Saved data entries:
»»
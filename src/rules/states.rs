//! State labels and the label-to-code mapping rules are parametrized by.

use std::fmt;

use crate::automaton::grid::Grid;
use crate::error::ConfigError;

/// Symbolic cell state.
#[derive(Debug, Clone, Copy, PartialEq, Eq, Hash)]
#[cfg_attr(feature = "serde", derive(serde::Serialize, serde::Deserialize))]
pub enum StateLabel {
    Dead,
    Alive,
    Susceptible,
    Vaccinated,
    Infected,
    Recovered,
}

impl fmt::Display for StateLabel {
    fn fmt(&self, f: &mut fmt::Formatter<'_>) -> fmt::Result {
        let name = match self {
            StateLabel::Dead => "dead",
            StateLabel::Alive => "alive",
            StateLabel::Susceptible => "susceptible",
            StateLabel::Vaccinated => "vaccinated",
            StateLabel::Infected => "infected",
            StateLabel::Recovered => "recovered",
        };
        f.write_str(name)
    }
}

/// Validated mapping from labels to the codes stored in a [`Grid`].
///
/// Labels and codes are both unique.
#[derive(Debug, Clone, PartialEq, Eq)]
#[cfg_attr(feature = "serde", derive(serde::Serialize))]
pub struct StateMap {
    entries: Vec<(StateLabel, u8)>,
}

impl StateMap {
    /// Build a map, rejecting duplicate labels or codes.
    pub fn new<I>(entries: I) -> Result<Self, ConfigError>
    where
        I: IntoIterator<Item = (StateLabel, u8)>,
    {
        let mut map = StateMap {
            entries: Vec::new(),
        };
        for (label, code) in entries {
            if map.code(label).is_some() {
                return Err(ConfigError::DuplicateLabel(label));
            }
            if map.label(code).is_some() {
                return Err(ConfigError::DuplicateCode(code));
            }
            map.entries.push((label, code));
        }
        Ok(map)
    }

    /// `dead = 0`, `alive = 1`.
    pub fn life() -> Self {
        StateMap {
            entries: vec![(StateLabel::Dead, 0), (StateLabel::Alive, 1)],
        }
    }

    /// `susceptible = 0`, `vaccinated = 1`, `infected = 2`, `recovered = 3`, `dead = 4`.
    pub fn svir() -> Self {
        StateMap {
            entries: vec![
                (StateLabel::Susceptible, 0),
                (StateLabel::Vaccinated, 1),
                (StateLabel::Infected, 2),
                (StateLabel::Recovered, 3),
                (StateLabel::Dead, 4),
            ],
        }
    }

    pub fn code(&self, label: StateLabel) -> Option<u8> {
        self.entries
            .iter()
            .find(|(l, _)| *l == label)
            .map(|&(_, code)| code)
    }

    pub fn label(&self, code: u8) -> Option<StateLabel> {
        self.entries
            .iter()
            .find(|(_, c)| *c == code)
            .map(|&(label, _)| label)
    }

    /// Code for a label the caller cannot work without.
    pub fn require(&self, label: StateLabel) -> Result<u8, ConfigError> {
        self.code(label).ok_or(ConfigError::MissingState(label))
    }

    pub fn contains_code(&self, code: u8) -> bool {
        self.label(code).is_some()
    }

    pub fn iter(&self) -> impl Iterator<Item = (StateLabel, u8)> + '_ {
        self.entries.iter().copied()
    }

    pub fn len(&self) -> usize {
        self.entries.len()
    }

    pub fn is_empty(&self) -> bool {
        self.entries.is_empty()
    }

    /// First cell whose code is not mapped, as `(index, code)`.
    pub fn first_unknown(&self, grid: &Grid) -> Option<(usize, u8)> {
        grid.cells()
            .iter()
            .enumerate()
            .find(|&(_, &code)| !self.contains_code(code))
            .map(|(index, &code)| (index, code))
    }

    /// Fail if any cell holds an unmapped code.
    pub fn validate_grid(&self, grid: &Grid) -> Result<(), ConfigError> {
        match self.first_unknown(grid) {
            Some((index, code)) => Err(ConfigError::UnknownCode { index, code }),
            None => Ok(()),
        }
    }
}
««
#### Your instructions
The entries above hold the needed span. Transcribe exactly the lines from the one with "return Err(ConfigError::DuplicateCode(code));" to the one with "cannot work without.", both included.

#### Result below
                return Err(ConfigError::DuplicateCode(code));
            }
            map.entries.push((label, code));
        }
        Ok(map)
    }

    /// `dead = 0`, `alive = 1`.
    pub fn life() -> Self {
        StateMap {
            entries: vec![(StateLabel::Dead, 0), (StateLabel::Alive, 1)],
        }
    }

    /// `susceptible = 0`, `vaccinated = 1`, `infected = 2`, `recovered = 3`, `dead = 4`.
    pub fn svir() -> Self {
        StateMap {
            entries: vec![
                (StateLabel::Susceptible, 0),
                (StateLabel::Vaccinated, 1),
                (StateLabel::Infected, 2),
                (StateLabel::Recovered, 3),
                (StateLabel::Dead, 4),
            ],
        }
    }

    pub fn code(&self, label: StateLabel) -> Option<u8> {
        self.entries
            .iter()
            .find(|(l, _)| *l == label)
            .map(|&(_, code)| code)
    }

    pub fn label(&self, code: u8) -> Option<StateLabel> {
        self.entries
            .iter()
            .find(|(_, c)| *c == code)
            .map(|&(label, _)| label)
    }

    /// Code for a label the caller cannot work without.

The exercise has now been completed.